For background, review the federal court’s opinion in Flax v. Potts, 567 F. Supp. 859
(N.D. Tex. 1983)
…/district-cou…/FSupp/567/859/1454498/). This involved clusters of schools,
community bussing, and numerous other measures as part of a decades-long process.
To help with those efforts, in the early 1980s the Board and parties to the desegregation lawsuit
appointed a Citizens’ Advisory Committee that was tasked with designing an amended desegregation plan
that would put them on the road to ending court supervision. The Committee acted independently and
introduced a unanimous plan to, among other things, close a number of elementary schools, including
Carlson. At that time, Carlson’s attendance was less than half of its capacity and projected to decline.
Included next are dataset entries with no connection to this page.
//! WebAssembly value types and the 64-bit carrier codec.
//!
//! Every value crossing the public call boundary is a `u64` carrier holding
//! the native bit pattern of the value: 32-bit integers live in the low half
//! (zero-extended), floats keep their raw IEEE-754 bits, references keep
//! their raw address.

use std::fmt;
use std::mem::size_of;
use std::str::FromStr;

use crate::ffi::types::{wasm_valkind_t, wasmtime_func_t, wasmtime_valkind_t, TaggedValue};

/// Type of a WebAssembly value. Discriminants are the `wasmtime_val_t` kinds.
#[repr(u8)]
#[derive(Debug, Clone, Copy, PartialEq, Eq, Hash)]
pub enum ValType {
    I32 = 0,
    I64 = 1,
    F32 = 2,
    F64 = 3,
    V128 = 4,
    FuncRef = 5,
    ExternRef = 6,
}

impl ValType {
    pub(crate) fn wasmtime_kind(self) -> wasmtime_valkind_t {
        self as u8
    }

    pub(crate) fn from_wasmtime_kind(kind: wasmtime_valkind_t) -> Option<Self> {
        Some(match kind {
            0 => Self::I32,
            1 => Self::I64,
            2 => Self::F32,
            3 => Self::F64,
            4 => Self::V128,
            5 => Self::FuncRef,
            6 => Self::ExternRef,
            _ => return None,
        })
    }

    /// Kind used by `wasm_valtype_new` / `wasm_valtype_kind` in `wasm.h`.
    pub(crate) fn wasm_kind(self) -> wasm_valkind_t {
        match self {
            Self::I32 => 0,
            Self::I64 => 1,
            Self::F32 => 2,
            Self::F64 => 3,
            Self::V128 => 4,
            Self::ExternRef => 128,
            Self::FuncRef => 129,
        }
    }

    pub(crate) fn from_wasm_kind(kind: wasm_valkind_t) -> Option<Self> {
        Some(match kind {
            0 => Self::I32,
            1 => Self::I64,
            2 => Self::F32,
            3 => Self::F64,
            4 => Self::V128,
            128 => Self::ExternRef,
            129 => Self::FuncRef,
            _ => return None,
        })
    }

    /// Whether a value of this type survives an encode/decode cycle through the carrier.
    ///
    /// `v128` does not fit in 64 bits and funcref handles are not reconstructed;
    /// both decode to a `0` placeholder.
    pub fn round_trips(self) -> bool {
        !matches!(self, Self::V128 | Self::FuncRef)
    }
}

impl fmt::Display for ValType {
    fn fmt(&self, f: &mut fmt::Formatter<'_>) -> fmt::Result {
        let name = match self {
            Self::I32 => "i32",
            Self::I64 => "i64",
            Self::F32 => "f32",
            Self::F64 => "f64",
            Self::V128 => "v128",
            Self::FuncRef => "funcref",
            Self::ExternRef => "externref",
        };
        f.write_str(name)
    }
}

impl FromStr for ValType {
    type Err = String;

    fn from_str(s: &str) -> Result<Self, Self::Err> {
        match s {
            "i32" => Ok(Self::I32),
            "i64" => Ok(Self::I64),
            "f32" => Ok(Self::F32),
            "f64" => Ok(Self::F64),
            "v128" => Ok(Self::V128),
            "funcref" => Ok(Self::FuncRef),
            "externref" => Ok(Self::ExternRef),
            other => Err(format!("unknown value type: {other}")),
        }
    }
}

pub fn encode_i32(value: i32) -> u64 {
    value as u32 as u64
}

pub fn decode_i32(carrier: u64) -> i32 {
    carrier as u32 as i32
}

pub fn encode_u32(value: u32) -> u64 {
    value as u64
}

pub fn decode_u32(carrier: u64) -> u32 {
    carrier as u32
}

pub fn encode_i64(value: i64) -> u64 {
    value as u64
}

pub fn decode_i64(carrier: u64) -> i64 {
    carrier as i64
}

pub fn encode_f32(value: f32) -> u64 {
    value.to_bits() as u64
}

pub fn decode_f32(carrier: u64) -> f32 {
    f32::from_bits(carrier as u32)
}

pub fn encode_f64(value: f64) -> u64 {
    value.to_bits()
}

pub fn decode_f64(carrier: u64) -> f64 {
    f64::from_bits(carrier)
}

pub fn encode_externref(address: usize) -> u64 {
    address as u64
}

pub fn decode_externref(carrier: u64) -> usize {
    carrier as usize
}

impl TaggedValue {
    /// A value of type `ty` with an all-zero payload.
    pub fn zeroed(ty: ValType) -> Self {
        Self {
            kind: ty.wasmtime_kind(),
            _padding: [0; 7],
            of: [0; crate::ffi::types::VAL_PAYLOAD_SIZE],
        }
    }

    /// Packs a carrier into the payload slot selected by `ty`.
    ///
    /// `v128` receives the carrier as its low 64 bits; funcref is always the null function.
    pub fn encode(carrier: u64, ty: ValType) -> Self {
        let mut value = Self::zeroed(ty);
        match ty {
            ValType::I32 | ValType::F32 => {
                value.of[..4].copy_from_slice(&(carrier as u32).to_ne_bytes());
            }
            ValType::I64 | ValType::F64 => {
                value.of[..8].copy_from_slice(&carrier.to_ne_bytes());
            }
            ValType::V128 => {
                value.of[..8].copy_from_slice(&carrier.to_le_bytes());
            }
            ValType::FuncRef => {
                let null = wasmtime_func_t {
                    store_id: 0,
                    private: std::ptr::null_mut(),
                };
                // Payload is 8-byte aligned and larger than the record.
                unsafe { std::ptr::write(value.of.as_mut_ptr().cast::<wasmtime_func_t>(), null) };
            }
            ValType::ExternRef => {
                let address = decode_externref(carrier);
                value.of[..size_of::<usize>()].copy_from_slice(&address.to_ne_bytes());
            }
        }
        value
    }

    pub fn kind(&self) -> Option<ValType> {
        ValType::from_wasmtime_kind(self.kind)
    }

    /// Reads the payload according to the discriminant.
    ///
    /// Kinds without a carrier representation (v128, funcref, unknown) yield `0`.
    pub fn decode(&self) -> u64 {
        match self.kind() {
            Some(ValType::I32) | Some(ValType::F32) => {
                u32::from_ne_bytes([self.of[0], self.of[1], self.of[2], self.of[3]]) as u64
            }
            Some(ValType::I64) | Some(ValType::F64) => self.read_u64(),
            Some(ValType::ExternRef) => {
                let mut bytes = [0u8; size_of::<usize>()];
                bytes.copy_from_slice(&self.of[..size_of::<usize>()]);
                encode_externref(usize::from_ne_bytes(bytes))
            }
            Some(ty @ (ValType::V128 | ValType::FuncRef)) => {
                tracing::trace!("{ty} has no carrier representation; decoding as 0");
                0
            }
            None => {
                tracing::trace!("unknown value kind {}; decoding as 0", self.kind);
                0
            }
        }
    }

    /// Decodes only if the discriminant matches `ty`.
    pub fn decode_as(&self, ty: ValType) -> Option<u64> {
        (self.kind == ty.wasmtime_kind()).then(|| self.decode())
    }

    fn read_u64(&self) -> u64 {
        let mut bytes = [0u8; 8];
        bytes.copy_from_slice(&self.of[..8]);
        u64::from_ne_bytes(bytes)
    }
}

impl fmt::Debug for TaggedValue {
    fn fmt(&self, f: &mut fmt::Formatter<'_>) -> fmt::Result {
        match self.kind() {
            Some(ty) => write!(f, "{ty}:{:#x}", self.decode()),
            None => write!(f, "unknown({})", self.kind),
        }
    }
}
Thus,
“the cost per student for educating the students at Alice Carlson [was] the highest in the Fort Worth school
system.” Flax, 567 F. Supp. at 866.
The plan divided the Carlson attendance zone between Lily B. Clayton and Tanglewood. But, even under the
plan Tanglewood did not simply remain a neighborhood school. Instead, it was part of a cluster with Como,
Phillips, and Ridglea Hills. Como would receive all second graders from those schools, and Ridglea Hills and
Tanglewood would receive third graders from Como. See Flax, 567 F. Supp. at 876. Ultimately, that busing arrangement would last until the late 1980s. Federal court supervision over desegregation would continue into the 1990s.
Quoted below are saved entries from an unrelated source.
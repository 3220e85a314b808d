//! Binary layouts shared with the wasmtime C API (`wasmtime.h`, `wasm.h`).
//!
//! Every `#[repr(C)]` struct here must match the native header byte for byte.
//! Unions are modelled as fixed-size byte arrays with explicit padding so that
//! a layout drift shows up as a failed const assertion instead of silent
//! memory corruption.

#![allow(non_camel_case_types)]

use std::ffi::c_void;
use std::mem::{align_of, offset_of, size_of};

macro_rules! opaque {
    ($($name:ident),* $(,)?) => {
        $(
            #[repr(C)]
            pub(crate) struct $name {
                _private: [u8; 0],
            }
        )*
    };
}

opaque!(
    wasm_engine_t,
    wasmtime_store_t,
    wasmtime_context_t,
    wasmtime_module_t,
    wasmtime_linker_t,
    wasmtime_error_t,
    wasmtime_caller_t,
    wasm_trap_t,
    wasm_functype_t,
    wasm_valtype_t,
    wasi_config_t,
);

pub(crate) type wasm_valkind_t = u8;
pub(crate) type wasmtime_valkind_t = u8;
pub(crate) type wasmtime_extern_kind_t = u8;

pub(crate) const WASMTIME_EXTERN_FUNC: wasmtime_extern_kind_t = 0;
pub(crate) const WASMTIME_EXTERN_GLOBAL: wasmtime_extern_kind_t = 1;
pub(crate) const WASMTIME_EXTERN_TABLE: wasmtime_extern_kind_t = 2;
pub(crate) const WASMTIME_EXTERN_MEMORY: wasmtime_extern_kind_t = 3;

pub(crate) const WASI_DIR_PERMS_READ: usize = 1;
pub(crate) const WASI_DIR_PERMS_WRITE: usize = 2;
pub(crate) const WASI_FILE_PERMS_READ: usize = 1;
pub(crate) const WASI_FILE_PERMS_WRITE: usize = 2;

/// Size of `wasmtime_valunion_t`: the largest member is a 24-byte reference record.
pub const VAL_PAYLOAD_SIZE: usize = 24;
/// Size of the `wasmtime_extern_t` union: the largest member is `wasmtime_global_t`.
pub const EXTERN_PAYLOAD_SIZE: usize = 24;

/// `wasmtime_val_t`: one WebAssembly value tagged with its kind.
///
/// The payload is 8-byte aligned, so seven bytes of padding follow the kind.
/// Only the payload bytes selected by `kind` are meaningful.
#[repr(C, align(8))]
#[derive(Clone, Copy, PartialEq, Eq)]
pub struct TaggedValue {
    pub(crate) kind: wasmtime_valkind_t,
    pub(crate) _padding: [u8; 7],
    pub(crate) of: [u8; VAL_PAYLOAD_SIZE],
}

pub(crate) type wasmtime_val_t = TaggedValue;

/// `wasmtime_extern_t`: a handle to a function, global, table or memory.
#[repr(C, align(8))]
#[derive(Clone, Copy)]
pub struct ExternItem {
    pub(crate) kind: wasmtime_extern_kind_t,
    pub(crate) _padding: [u8; 7],
    pub(crate) of: [u8; EXTERN_PAYLOAD_SIZE],
}

pub(crate) type wasmtime_extern_t = ExternItem;

#[repr(C)]
#[derive(Debug, Clone, Copy, PartialEq, Eq)]
pub(crate) struct wasmtime_func_t {
    pub(crate) store_id: u64,
    pub(crate) private: *mut c_void,
}

/// The anonymous `{ store_id, __private1 }` struct that leads table and memory
/// records in `extern.h`. Its tail padding places `__private2` at offset 16.
#[repr(C)]
#[derive(Debug, Clone, Copy, PartialEq, Eq)]
pub(crate) struct wasmtime_store_slot_t {
    pub(crate) store_id: u64,
    pub(crate) private1: u32,
}

#[repr(C)]
#[derive(Debug, Clone, Copy, PartialEq, Eq)]
pub(crate) struct wasmtime_table_t {
    pub(crate) slot: wasmtime_store_slot_t,
    pub(crate) private2: u32,
}

#[repr(C)]
#[derive(Debug, Clone, Copy, PartialEq, Eq)]
pub(crate) struct wasmtime_memory_t {
    pub(crate) slot: wasmtime_store_slot_t,
    pub(crate) private2: u32,
}

#[cfg(test)]
impl wasmtime_table_t {
    pub(crate) const fn new(store_id: u64, private1: u32, private2: u32) -> Self {
        Self {
            slot: wasmtime_store_slot_t { store_id, private1 },
            private2,
        }
    }
}

#[cfg(test)]
impl wasmtime_memory_t {
    pub(crate) const fn new(store_id: u64, private1: u32, private2: u32) -> Self {
        Self {
            slot: wasmtime_store_slot_t { store_id, private1 },
            private2,
        }
    }
}

#[repr(C)]
#[derive(Debug, Clone, Copy, PartialEq, Eq)]
pub(crate) struct wasmtime_global_t {
    pub(crate) store_id: u64,
    pub(crate) private1: u32,
    pub(crate) private2: u32,
    pub(crate) private3: u32,
}

#[repr(C)]
#[derive(Debug, Clone, Copy, PartialEq, Eq)]
pub(crate) struct wasmtime_instance_t {
    pub(crate) store_id: u64,
    pub(crate) private: usize,
}

/// `wasm_byte_vec_t` (also used as `wasm_message_t`).
#[repr(C)]
pub(crate) struct wasm_byte_vec_t {
    pub(crate) size: usize,
    pub(crate) data: *mut u8,
}

impl wasm_byte_vec_t {
    pub(crate) const fn empty() -> Self {
        Self {
            size: 0,
            data: std::ptr::null_mut(),
        }
    }

    /// Borrows the contents. An empty or null vector yields an empty slice.
    ///
    /// # Safety
    /// `data` must point to `size` initialized bytes owned by the vector.
    pub(crate) unsafe fn as_slice(&self) -> &[u8] {
        if self.size == 0 || self.data.is_null() {
            return &[];
        }
        unsafe { std::slice::from_raw_parts(self.data, self.size) }
    }
}

#[repr(C)]
pub(crate) struct wasm_valtype_vec_t {
    pub(crate) size: usize,
    pub(crate) data: *mut *mut wasm_valtype_t,
}

impl wasm_valtype_vec_t {
    pub(crate) const fn empty() -> Self {
        Self {
            size: 0,
            data: std::ptr::null_mut(),
        }
    }
}

pub(crate) type wasmtime_func_callback_t = unsafe extern "C" fn(
    env: *mut c_void,
    caller: *mut wasmtime_caller_t,
    args: *const wasmtime_val_t,
    nargs: usize,
    results: *mut wasmtime_val_t,
    nresults: usize,
) -> *mut wasm_trap_t;

pub(crate) type wasmtime_finalizer_t = Option<unsafe extern "C" fn(*mut c_void)>;

const _: () = assert!(size_of::<TaggedValue>() == 32 && align_of::<TaggedValue>() == 8);
const _: () = assert!(size_of::<ExternItem>() == 32 && align_of::<ExternItem>() == 8);
const _: () = assert!(size_of::<wasmtime_func_t>() <= EXTERN_PAYLOAD_SIZE);
const _: () = assert!(size_of::<wasmtime_table_t>() == 24 && offset_of!(wasmtime_table_t, private2) == 16);
const _: () = assert!(size_of::<wasmtime_memory_t>() == 24 && offset_of!(wasmtime_memory_t, private2) == 16);
const _: () = assert!(size_of::<wasmtime_global_t>() == EXTERN_PAYLOAD_SIZE);
const _: () = assert!(size_of::<wasmtime_func_t>() <= VAL_PAYLOAD_SIZE);

impl ExternItem {
    pub(crate) const fn zeroed() -> Self {
        Self {
            kind: 0,
            _padding: [0; 7],
            of: [0; EXTERN_PAYLOAD_SIZE],
        }
    }

    #[cfg(test)]
    pub(crate) fn kind(&self) -> wasmtime_extern_kind_t {
        self.kind
    }

    fn read<T: Copy>(&self) -> T {
        debug_assert!(size_of::<T>() <= EXTERN_PAYLOAD_SIZE);
        // The payload is 8-byte aligned and at least as large as every variant record.
        unsafe { std::ptr::read(self.of.as_ptr().cast::<T>()) }
    }

    fn write<T: Copy>(kind: wasmtime_extern_kind_t, record: T) -> Self {
        let mut item = Self::zeroed();
        item.kind = kind;
        unsafe { std::ptr::write(item.of.as_mut_ptr().cast::<T>(), record) };
        item
    }

    pub(crate) fn as_func(&self) -> Option<wasmtime_func_t> {
        (self.kind == WASMTIME_EXTERN_FUNC).then(|| self.read())
    }

    pub(crate) fn as_global(&self) -> Option<wasmtime_global_t> {
        (self.kind == WASMTIME_EXTERN_GLOBAL).then(|| self.read())
    }

    pub(crate) fn as_table(&self) -> Option<wasmtime_table_t> {
        (self.kind == WASMTIME_EXTERN_TABLE).then(|| self.read())
    }

    pub(crate) fn as_memory(&self) -> Option<wasmtime_memory_t> {
        (self.kind == WASMTIME_EXTERN_MEMORY).then(|| self.read())
    }

    pub(crate) fn from_func(func: wasmtime_func_t) -> Self {
        Self::write(WASMTIME_EXTERN_FUNC, func)
    }

    #[cfg(test)]
    pub(crate) fn from_global(global: wasmtime_global_t) -> Self {
        Self::write(WASMTIME_EXTERN_GLOBAL, global)
    }

    #[cfg(test)]
    pub(crate) fn from_table(table: wasmtime_table_t) -> Self {
        Self::write(WASMTIME_EXTERN_TABLE, table)
    }

    #[cfg(test)]
    pub(crate) fn from_memory(memory: wasmtime_memory_t) -> Self {
        Self::write(WASMTIME_EXTERN_MEMORY, memory)
    }

    pub(crate) fn kind_name(&self) -> &'static str {
        match self.kind {
            WASMTIME_EXTERN_FUNC => "function",
            WASMTIME_EXTERN_GLOBAL => "global",
            WASMTIME_EXTERN_TABLE => "table",
            WASMTIME_EXTERN_MEMORY => "memory",
            _ => "unknown extern",
        }
    }
}

impl std::fmt::Debug for ExternItem {
    fn fmt(&self, f: &mut std::fmt::Formatter<'_>) -> std::fmt::Result {
        f.debug_struct("ExternItem")
            .field("kind", &self.kind_name())
            .finish_non_exhaustive()
    }
}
Although the Board approved the plan, the federal court still had to sign on. That fact alone negates any notion that the Board did (or could) promise to return Carlson once it had been closed. The federal court approved the plan in 1983 and the Board moved forward with closing Carlson.
The Board’s actions after closing Carlson also contradict any promise to return. After Carlson was closed,
the district listed Carlson for sale as surplus property. See http://www.fwisd.org/domain/1075
. Certainly, this would be inconsistent with any promise to return the school. Carlson supporters stepped in and successfully secured a designation as an “archaeological landmark,” which prevented destruction of the building and limited architectural changes. Faced with a school building that could not be altered as easily, the district chose not to sell the building and, instead, used it as office space and leased part of the building to Kinderplatz. Then, in 1992, the district reopened Carlson as an applied learning center.
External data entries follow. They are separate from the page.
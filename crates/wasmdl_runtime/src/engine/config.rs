use std::path::PathBuf;

use wasmdl_config::{LibraryConfig, WasmdlConfig};

use super::wasi::WasiConfig;

#[derive(Debug, Clone, Default)]
pub struct RuntimeConfig {
    /// Where the native library comes from.
    pub library: LibraryConfig,
    /// WASI settings used by `Runtime::instantiate_with_wasi`. `None` means defaults.
    pub wasi_config: Option<WasiConfig>,
    /// Reuse compiled modules for identical bytes.
    pub compilation_cache: bool,
}

impl RuntimeConfig {
    pub fn create_from_config(config: &WasmdlConfig) -> Self {
        Self {
            library: config.library.clone(),
            wasi_config: Some(WasiConfig::create_from_section(&config.wasi)),
            compilation_cache: config.compilation_cache,
        }
    }

    pub fn with_library_path(path: impl Into<PathBuf>) -> Self {
        Self {
            library: LibraryConfig::with_path(path),
            ..Self::default()
        }
    }
}
use std::ops::{Deref, DerefMut};
use std::sync::{Arc, Mutex, MutexGuard, PoisonError};

use crate::error::{RuntimeError, RuntimeResult};
use crate::ffi::types::{wasm_valtype_vec_t, wasmtime_context_t, wasmtime_func_t, TaggedValue};
use crate::ffi::{Native, NativeError};
use crate::value::ValType;

use super::callback::HostTrapWatch;
use super::store::Store;

/// Upper bound on idle buffers kept for reuse.
const MAX_POOLED_BUFFERS: usize = 32;

/// Parameter and result slots staged for one native call.
#[derive(Default)]
pub(crate) struct CallBuffer {
    pub(crate) params: Vec<TaggedValue>,
    pub(crate) results: Vec<TaggedValue>,
}

#[derive(Default)]
pub(crate) struct CallBufferPool {
    free: Mutex<Vec<CallBuffer>>,
}

impl CallBufferPool {
    fn lock(&self) -> MutexGuard<'_, Vec<CallBuffer>> {
        self.free.lock().unwrap_or_else(PoisonError::into_inner)
    }

    pub(crate) fn get(&self) -> PooledBuffer<'_> {
        let buffer = self.lock().pop().unwrap_or_default();
        PooledBuffer { pool: self, buffer }
    }

    fn put(&self, mut buffer: CallBuffer) {
        buffer.params.clear();
        buffer.results.clear();
        let mut free = self.lock();
        if free.len() < MAX_POOLED_BUFFERS {
            free.push(buffer);
        }
    }

    #[cfg(test)]
    pub(crate) fn idle(&self) -> usize {
        self.lock().len()
    }
}

/// Returns its buffer to the pool when dropped, whichever way the call ended.
pub(crate) struct PooledBuffer<'a> {
    pool: &'a CallBufferPool,
    buffer: CallBuffer,
}

impl Deref for PooledBuffer<'_> {
    type Target = CallBuffer;

    fn deref(&self) -> &CallBuffer {
        &self.buffer
    }
}

impl DerefMut for PooledBuffer<'_> {
    fn deref_mut(&mut self) -> &mut CallBuffer {
        &mut self.buffer
    }
}

impl Drop for PooledBuffer<'_> {
    fn drop(&mut self) {
        self.pool.put(std::mem::take(&mut self.buffer));
    }
}

/// Calls `func` with carrier-encoded `params` and decodes the results.
///
/// An exit with status 0 counts as success and returns whatever the result
/// slots hold. A failure raised by a host function surfaces as a trap. Native
/// error and trap handles are deleted on every branch.
pub(crate) fn call_func(
    native: &Native,
    context: *mut wasmtime_context_t,
    func: &wasmtime_func_t,
    params: &[u64],
    param_types: &[ValType],
    result_types: &[ValType],
) -> RuntimeResult<Vec<u64>> {
    if params.len() != param_types.len() {
        return Err(RuntimeError::ArityMismatch {
            expected: param_types.len(),
            actual: params.len(),
        });
    }

    let mut buffer = native.pool.get();
    let CallBuffer {
        params: args,
        results,
    } = &mut *buffer;
    args.extend(
        params
            .iter()
            .zip(param_types)
            .map(|(&carrier, &ty)| TaggedValue::encode(carrier, ty)),
    );
    results.extend(result_types.iter().map(|&ty| TaggedValue::zeroed(ty)));

    let watch = HostTrapWatch::start();
    let mut trap = std::ptr::null_mut();
    let error = unsafe {
        (native.api.wasmtime_func_call)(
            context,
            func,
            args.as_ptr(),
            args.len(),
            results.as_mut_ptr(),
            results.len(),
            &mut trap,
        )
    };

    if !error.is_null() {
        let outcome = unsafe { native.take_error(error) };
        if !trap.is_null() {
            unsafe { native.take_trap(trap) };
            trap = std::ptr::null_mut();
        }
        match outcome {
            NativeError::Exit(0) => {
                tracing::debug!("guest exited with status 0 during call; treating as success");
            }
            NativeError::Message(message) if watch.raised() => {
                return Err(RuntimeError::Trapped(message));
            }
            other => return Err(other.into_runtime_error(RuntimeError::CallFailed)),
        }
    }
    if !trap.is_null() {
        return Err(RuntimeError::Trapped(unsafe { native.take_trap(trap) }));
    }

    Ok(results
        .iter()
        .zip(result_types)
        .map(|(slot, &ty)| {
            slot.decode_as(ty).unwrap_or_else(|| {
                tracing::warn!("result slot declared {ty} came back as {slot:?}");
                slot.decode()
            })
        })
        .collect())
}

/// Parameter and result types of a function.
#[derive(Debug, Clone, PartialEq, Eq, Default)]
pub struct FuncType {
    pub params: Vec<ValType>,
    pub results: Vec<ValType>,
}

impl FuncType {
    pub fn new(params: impl Into<Vec<ValType>>, results: impl Into<Vec<ValType>>) -> Self {
        Self {
            params: params.into(),
            results: results.into(),
        }
    }

    fn of(native: &Native, context: *mut wasmtime_context_t, func: &wasmtime_func_t) -> RuntimeResult<Self> {
        let raw = unsafe { (native.api.wasmtime_func_type)(context, func) };
        if raw.is_null() {
            return Err(RuntimeError::CreationFailed("function type"));
        }
        let params = unsafe { read_valtypes(native, (native.api.wasm_functype_params)(raw)) };
        let results = unsafe { read_valtypes(native, (native.api.wasm_functype_results)(raw)) };
        unsafe { (native.api.wasm_functype_delete)(raw) };
        Ok(Self {
            params: params?,
            results: results?,
        })
    }
}

unsafe fn read_valtypes(native: &Native, vec: *const wasm_valtype_vec_t) -> RuntimeResult<Vec<ValType>> {
    let Some(vec) = (unsafe { vec.as_ref() }) else {
        return Ok(vec![]);
    };
    if vec.size == 0 || vec.data.is_null() {
        return Ok(vec![]);
    }
    let entries = unsafe { std::slice::from_raw_parts(vec.data, vec.size) };
    entries
        .iter()
        .map(|&entry| {
            let kind = unsafe { (native.api.wasm_valtype_kind)(entry) };
            ValType::from_wasm_kind(kind).ok_or(RuntimeError::Unsupported("unknown value type kind"))
        })
        .collect()
}

/// An exported function bound to the store it lives in.
pub struct Function {
    store: Arc<Store>,
    raw: wasmtime_func_t,
    name: String,
    ty: FuncType,
}

impl Function {
    pub(crate) fn new(store: Arc<Store>, raw: wasmtime_func_t, name: &str) -> RuntimeResult<Self> {
        let ty = FuncType::of(store.native(), store.context(), &raw)?;
        Ok(Self {
            store,
            raw,
            name: name.to_string(),
            ty,
        })
    }

    pub fn name(&self) -> &str {
        &self.name
    }

    pub fn ty(&self) -> &FuncType {
        &self.ty
    }

    /// Calls the function. `params` must match the declared parameter count.
    pub fn call(&self, params: &[u64]) -> RuntimeResult<Vec<u64>> {
        tracing::trace!("calling {}{:?}", self.name, params);
        call_func(
            self.store.native(),
            self.store.context(),
            &self.raw,
            params,
            &self.ty.params,
            &self.ty.results,
        )
    }
}

impl std::fmt::Debug for Function {
    fn fmt(&self, f: &mut std::fmt::Formatter<'_>) -> std::fmt::Result {
        f.debug_struct("Function")
            .field("name", &self.name)
            .field("ty", &self.ty)
            .finish()
    }
}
The sum of this story is that the district did not (and could not) have promised that Carlson would be returned to the neighborhood at the time it closed. In fact, Bud Kennedy,
a journalist at the Star-Telegram, recently reviewed the newspaper’s archives regarding Carlson’s closing and
concluded that “[i]t does not appear there was ever any promise or even a discussion of ever returning
Alice Carlson to the neighborhood.” Thus, any argument that making Alice Carlson a neighborhood school
fulfills a “promise” simply is not based in fact. Thanks again for all of your commitment and service to the
district and its students.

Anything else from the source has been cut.